Here's one way to approach a modern catalog square inch analysis.

Step 1: Conduct your standard mail/holdout test. If you're under fifty million in annual sales, you'll probably need at least 7,500 folks in your holdout group to get a halfway decent read of online results.

Step 2: At the conclusion of your test (say eight weeks after the in-home date), you'll measure your results as follows:

 Catalog Square Inch Analysis Test Results Current Other Online Catalog Catalogs Sales Totals Mail \$3.00 \$8.00 \$6.00 \$17.00 Holdout \$0.00 \$9.00 \$4.50 \$13.50 Increment \$3.00 (\$1.00) \$1.50 \$3.50

Ok, things are going to start getting interesting.

Step 3: Tally the total sales for your catalog, based on your telephone results. Let's assume that number is \$2,000,000.

Step 4: Ok, we have to adjust for cannibalization. This catalog, based on the test results, cannibalized other sales by 33% (the dollar lost in the table above divided by the three dollars of incremental sales per customer. So, the \$2,000,000 in sales is multiplied by 0.333, yielding \$666,667 that will be taken away in Step 6.

Step 5: Now, we have to adjust for the sales we drove online. Based on the test results, we drove an additional \$1.50 online, a 50% increase (the \$1.50 driven online divided by the \$3.00 recorded by the catalog). So, the original \$2,000,000 in sales is multiplied by 0.500, yielding \$1,000,000 that will be added in Step 6.

Step 6: Let's come up with a final demand number. We take the \$2,000,000 telephone sales number, we subtract \$666,667 for cannibalization across other catalog phone demand, then we add \$1,000,000 of incremental online volume. In total, the catalog drove \$2,000,000 - \$666,667 + \$1,000,000 = \$2,333,333.

Step 7: Take \$2,333,333 and divide it by the \$2,000,000 your systems recorded, yielding a "lift factor" of 1.167.

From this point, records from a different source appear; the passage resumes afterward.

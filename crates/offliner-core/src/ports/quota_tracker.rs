//! The Quota Tracker port (spec §4.6).

use crate::domain::QuotaReason;

/// Result of a `check` call: either allowed, or denied with the offending
/// reason and the numbers that triggered it (spec §4.6 "returns
/// allowed/denied plus a reason tag and the offending numbers").
#[derive(Clone, Copy, Debug, PartialEq)]
pub enum QuotaCheck {
    Allowed,
    Denied {
        reason: QuotaReason,
        limit: f64,
        observed: f64,
    },
}

impl QuotaCheck {
    #[must_use]
    pub const fn is_allowed(&self) -> bool {
        matches!(self, Self::Allowed)
    }
}

/// Per-client (by opaque identity token) sliding-window usage tracker.
/// In-process, not shared across replicas — matching spec §5 ("Quota
/// Tracker: in-process, mutex-guarded map").
pub trait QuotaTrackerPort: Send + Sync {
    /// Evaluate whether `identity` may make one more request for an item
    /// of `duration_minutes`, without mutating any counters.
    fn check(&self, identity: &str, duration_minutes: f64) -> QuotaCheck;

    /// Append `count` timestamped entries of `duration_minutes` each to
    /// both the hourly and daily windows for `identity`.
    fn record(&self, identity: &str, duration_minutes: f64, count: u32);
}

Now we can calculate a semi-accurate DMPC (demand per thousand pages circulated) for each item. DMPC is a very good measure when doing a square inch analysis.

Step 8: Record the phone sales for an item. Say that amount is \$10,000.

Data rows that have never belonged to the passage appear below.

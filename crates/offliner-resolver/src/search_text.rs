//! Free-text search query cleanup.
//!
//! Distinct from filename sanitization (`offliner-download`'s stem
//! sanitizer): this strips video-specific noise — "(Official Video)"
//! style tags, raw URLs, social handles, quality markers, decorative
//! emoji — so a YouTube title makes a usable music-catalog search query.

use regex::Regex;
use std::sync::LazyLock;

static NOISE_PATTERNS: LazyLock<Vec<Regex>> = LazyLock::new(|| {
    [
        r"(?i)[\[(]\s*official\s*(lyric|audio|video|clip|trailer|teaser|stream)?\s*[\])]",
        r"(?i)[\[(]\s*video\s*oficial\s*[\])]",
        r"(?i)[\[(]\s*audio\s*oficial\s*[\])]",
        r"(?i)[\[(]\s*letra\s*[\])]",
        r"(?i)[\[(]\s*lyrics?\s*[\])]",
        r"(?i)[\[(]\s*visualizer\s*[\])]",
        r"(?i)[\[(]\s*live.*?[\])]",
        r"https?://\S+",
        r"(?i)www\.\S+",
        r"(?i)youtu\.?be\S*",
        r"@\w+",
        r"(?i)\b(4k|8k|uhd|hdr|full hd|1080p|720p|60fps|30fps|hq|lq)\b",
        r"[\u{1F300}-\u{1FAFF}\u{2600}-\u{27BF}\u{2B00}-\u{2BFF}]",
    ]
    .iter()
    .map(|pattern| Regex::new(pattern).expect("static search-cleanup regex is valid"))
    .collect()
});

/// Clean a video title into a search query for the music-specialized
/// catalog, keeping the essential song name.
#[must_use]
pub fn clean_title_for_search(title: &str) -> String {
    let mut cleaned = title.trim().to_string();
    for pattern in NOISE_PATTERNS.iter() {
        cleaned = pattern.replace_all(&cleaned, "").into_owned();
    }
    cleaned = cleaned.replace("||", " ").replace('|', " ");
    cleaned.split_whitespace().collect::<Vec<_>>().join(" ")
}

#[cfg(test)]
mod tests {
    use super::*;

    #[test]
    fn strips_official_video_tag() {
        assert_eq!(
            clean_title_for_search("Mi Gente (Official Music Video)"),
            "Mi Gente"
        );
    }

    #[test]
    fn strips_urls_and_handles() {
        assert_eq!(
            clean_title_for_search("Track Name https://youtu.be/xyz @someartist"),
            "Track Name"
        );
    }

    #[test]
    fn replaces_double_pipe_separator_with_space() {
        assert_eq!(
            clean_title_for_search("J Balvin || BZRP Music Sessions #62"),
            "J Balvin BZRP Music Sessions #62"
        );
    }

    #[test]
    fn strips_quality_markers() {
        assert_eq!(clean_title_for_search("Song Name (4K) (HQ)"), "Song Name");
    }
}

Step 9: Multiply that number by the lift factor in Step 7 of 1.167, yielding \$11,670.

Step 10: Record the percentage of a page that the item occupied in the catalog. Let's assume an item took up 0.25 of a page.

Step 11: Record the total circulation of the page in the catalog. Let's pretend the number is 750,000.

Step 12: DMPC (Demand per Thousand Pages Circulated) is calculated as:
• ((Lifted Demand) / (Fraction Of Page * Circulation)) * 1,000.
• Or ... ((Step 9) / (Step 10 * Step 11)) * 1,000.
• (\$11,670 / (0.25 * 750,000)) * 1,000.
• = \$62.24.
And that's it. Just twelve easy steps. You compare the DMPC of this item against other items. You calculate a "break-even", and compare items against the break-even level.

Big companies have an advantage, in that they can calculate lift at a merchandise division or department level --- there are enough customers in a holdout group to do this. At Nordstrom, we learned that we didn't have to offer Mens merchandise in a catalog ... the very presence of Womens merchandise drove customers online (and into stores) to buy Mens product.

Anyway, that's how we conduct a modern catalog square inch analysis.